Assignment: Your answer should be one number: the count of lines in the data below that include "clap".

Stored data
..............................
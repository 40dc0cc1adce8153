//! Command line parsing and estimator tuning.
//!
//! [`parse_args`] turns an argument list into a [`Command`] without printing anything or exiting
//! the process, so the binary decides how to report help, version and usage errors. Estimator
//! tuning lives in an optional [`Tuning`] file whose format (TOML or JSON) is chosen by its
//! extension.

use std::ffi::OsString;
use std::fmt::{self, Display};
use std::fs::File;
use std::io::{self, Read};
use std::path::{Path, PathBuf};

use clap::error::{ContextKind, ErrorKind};
use clap::{ArgAction, Parser};
use serde::{Deserialize, Serialize};
use thiserror::Error;

use crate::filter::Estimator;
use crate::kalman::{KalmanConfig, KalmanFilter};
use crate::madgwick::{MadgwickConfig, MadgwickFilter};
use crate::sim::InvalidFixPolicy;

const LONG_ABOUT: &str = "RECKON: offline dead-reckoning analysis for recorded sensor logs.

Replays a CSV log of accelerometer, gyroscope, magnetometer and GNSS readings through one of two
estimators and reports the trajectory in a local East-North-Up frame anchored at the first valid
fix.

- Madgwick (-m, default): attitude from gradient descent fusion of the inertial and magnetic
  readings, position followed from GNSS fixes.
- Kalman (-k): position and velocity driven by the inertial readings and corrected by GNSS fixes.

Estimator tuning can be loaded from a TOML or JSON file with --tuning.";

/// Errors produced while parsing the command line
#[derive(Error, Debug, Clone, PartialEq)]
pub enum ConfigError {
    #[error("unknown option '{0}'")]
    UnknownOption(String),

    #[error("missing value for option '{0}'")]
    MissingValue(String),

    #[error("no input file given (use -f FILE)")]
    MissingInput,

    #[error("{0}")]
    Invalid(String),
}

/// Errors produced while loading a tuning file
#[derive(Error, Debug)]
pub enum TuningError {
    #[error("cannot read tuning file: {0}")]
    Io(#[from] io::Error),

    #[error("invalid TOML tuning file: {0}")]
    Toml(#[from] toml::de::Error),

    #[error("invalid JSON tuning file: {0}")]
    Json(#[from] serde_json::Error),

    #[error("unsupported tuning file extension for '{0}' (expected .toml or .json)")]
    UnsupportedFormat(String),
}

/// Which estimator the replay uses
#[derive(Clone, Copy, Debug, Default, PartialEq, Eq)]
pub enum FilterKind {
    #[default]
    Madgwick,
    Kalman,
}
impl Display for FilterKind {
    fn fmt(&self, f: &mut fmt::Formatter<'_>) -> fmt::Result {
        match self {
            FilterKind::Madgwick => write!(f, "Madgwick"),
            FilterKind::Kalman => write!(f, "Kalman"),
        }
    }
}
impl FilterKind {
    /// Construct the selected estimator with its section of `tuning`
    pub fn build(&self, tuning: &Tuning) -> Box<dyn Estimator> {
        match self {
            FilterKind::Madgwick => Box::new(MadgwickFilter::new(tuning.madgwick)),
            FilterKind::Kalman => Box::new(KalmanFilter::new(tuning.kalman)),
        }
    }
}

/// Tuning for every estimator. Sections or fields missing from a file keep their defaults.
#[derive(Clone, Copy, Debug, Default, PartialEq, Serialize, Deserialize)]
#[serde(default)]
pub struct Tuning {
    pub madgwick: MadgwickConfig,
    pub kalman: KalmanConfig,
}
impl Tuning {
    pub fn from_toml<P: AsRef<Path>>(path: P) -> Result<Self, TuningError> {
        let mut s = String::new();
        File::open(path)?.read_to_string(&mut s)?;
        Ok(toml::from_str(&s)?)
    }
    pub fn from_json<P: AsRef<Path>>(path: P) -> Result<Self, TuningError> {
        let file = File::open(path)?;
        Ok(serde_json::from_reader(file)?)
    }
    /// Read a tuning file, choosing the format by extension (.toml/.json)
    pub fn from_file<P: AsRef<Path>>(path: P) -> Result<Self, TuningError> {
        let p = path.as_ref();
        let ext = p
            .extension()
            .and_then(|s| s.to_str())
            .map(|s| s.to_lowercase());
        match ext.as_deref() {
            Some("toml") => Self::from_toml(p),
            Some("json") => Self::from_json(p),
            _ => Err(TuningError::UnsupportedFormat(p.display().to_string())),
        }
    }
}

/// Everything a replay run needs
#[derive(Clone, Debug, PartialEq)]
pub struct Config {
    pub input: PathBuf,
    pub output: Option<PathBuf>,
    pub filter: FilterKind,
    pub tuning_file: Option<PathBuf>,
    pub invalid_fix: InvalidFixPolicy,
    pub log_level: String,
    pub log_file: Option<PathBuf>,
}
impl Config {
    /// Configuration for `input` with every option at its default
    pub fn new<P: Into<PathBuf>>(input: P) -> Config {
        Config {
            input: input.into(),
            output: None,
            filter: FilterKind::default(),
            tuning_file: None,
            invalid_fix: InvalidFixPolicy::default(),
            log_level: "info".to_string(),
            log_file: None,
        }
    }
    /// Multi-line description of the run, one setting per line
    pub fn summary(&self) -> String {
        let output = match &self.output {
            Some(path) => path.display().to_string(),
            None => "None".to_string(),
        };
        let tuning = match &self.tuning_file {
            Some(path) => path.display().to_string(),
            None => "defaults".to_string(),
        };
        format!(
            "Filter: {}\nInput  file: {}\nOutput file: {}\nTuning: {}\nInvalid fixes: {}",
            self.filter,
            self.input.display(),
            output,
            tuning,
            self.invalid_fix
        )
    }
    /// Tuning from `tuning_file`, or the defaults when none was given
    pub fn tuning(&self) -> Result<Tuning, TuningError> {
        match &self.tuning_file {
            Some(path) => Tuning::from_file(path),
            None => Ok(Tuning::default()),
        }
    }
    pub fn build_estimator(&self) -> Result<Box<dyn Estimator>, TuningError> {
        Ok(self.filter.build(&self.tuning()?))
    }
}

/// Outcome of parsing the command line
#[derive(Clone, Debug, PartialEq)]
pub enum Command {
    Run(Config),
    /// Rendered help text
    Help(String),
    /// Rendered version line
    Version(String),
}

#[derive(Parser, Debug)]
#[command(
    name = "reckon",
    version,
    about = "Offline dead-reckoning analysis for recorded sensor logs.",
    long_about = LONG_ABOUT,
    disable_version_flag = true
)]
struct Cli {
    /// Input sensor log (CSV)
    #[arg(short, long, value_name = "FILE", required = true)]
    file: PathBuf,

    /// Use the Madgwick attitude estimator (default)
    #[arg(short = 'm', long, overrides_with = "kalman")]
    madgwick: bool,

    /// Use the Kalman state estimator
    #[arg(short = 'k', long, overrides_with = "madgwick")]
    kalman: bool,

    /// Write the trajectory to this CSV file
    #[arg(short, long, value_name = "FILE")]
    output: Option<PathBuf>,

    /// Estimator tuning file (TOML or JSON)
    #[arg(long, value_name = "FILE")]
    tuning: Option<PathBuf>,

    /// What to do with GNSS fixes that fail validation
    #[arg(long, value_enum, default_value_t = InvalidFixPolicy::Skip)]
    on_invalid_fix: InvalidFixPolicy,

    /// Log level (off, error, warn, info, debug, trace)
    #[arg(long, default_value = "info",
          value_parser = ["off", "error", "warn", "info", "debug", "trace"])]
    log_level: String,

    /// Log file path (if not specified, logs to stderr)
    #[arg(long, value_name = "FILE")]
    log_file: Option<PathBuf>,

    /// Print version
    #[arg(short = 'v', long = "version", action = ArgAction::Version)]
    version: Option<bool>,
}
impl From<Cli> for Config {
    fn from(cli: Cli) -> Config {
        Config {
            input: cli.file,
            output: cli.output,
            filter: if cli.kalman {
                FilterKind::Kalman
            } else {
                FilterKind::Madgwick
            },
            tuning_file: cli.tuning,
            invalid_fix: cli.on_invalid_fix,
            log_level: cli.log_level,
            log_file: cli.log_file,
        }
    }
}

fn context(error: &clap::Error, kind: ContextKind) -> String {
    error
        .get(kind)
        .map(|value| value.to_string())
        .unwrap_or_default()
}

/// Parse a full argument list (program name first).
///
/// Help and version requests are successful outcomes carrying the text to print.
pub fn parse_args<I, T>(args: I) -> Result<Command, ConfigError>
where
    I: IntoIterator<Item = T>,
    T: Into<OsString> + Clone,
{
    match Cli::try_parse_from(args) {
        Ok(cli) => Ok(Command::Run(cli.into())),
        Err(error) => match error.kind() {
            ErrorKind::DisplayHelp | ErrorKind::DisplayHelpOnMissingArgumentOrSubcommand => {
                Ok(Command::Help(error.to_string()))
            }
            ErrorKind::DisplayVersion => Ok(Command::Version(error.to_string())),
            ErrorKind::UnknownArgument => Err(ConfigError::UnknownOption(context(
                &error,
                ContextKind::InvalidArg,
            ))),
            ErrorKind::NoEquals => Err(ConfigError::MissingValue(context(
                &error,
                ContextKind::InvalidArg,
            ))),
            ErrorKind::InvalidValue if context(&error, ContextKind::InvalidValue).is_empty() => {
                Err(ConfigError::MissingValue(context(
                    &error,
                    ContextKind::InvalidArg,
                )))
            }
            ErrorKind::MissingRequiredArgument => Err(ConfigError::MissingInput),
            _ => Err(ConfigError::Invalid(error.to_string().trim().to_string())),
        },
    }
}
..............................
Output of the exercise: 3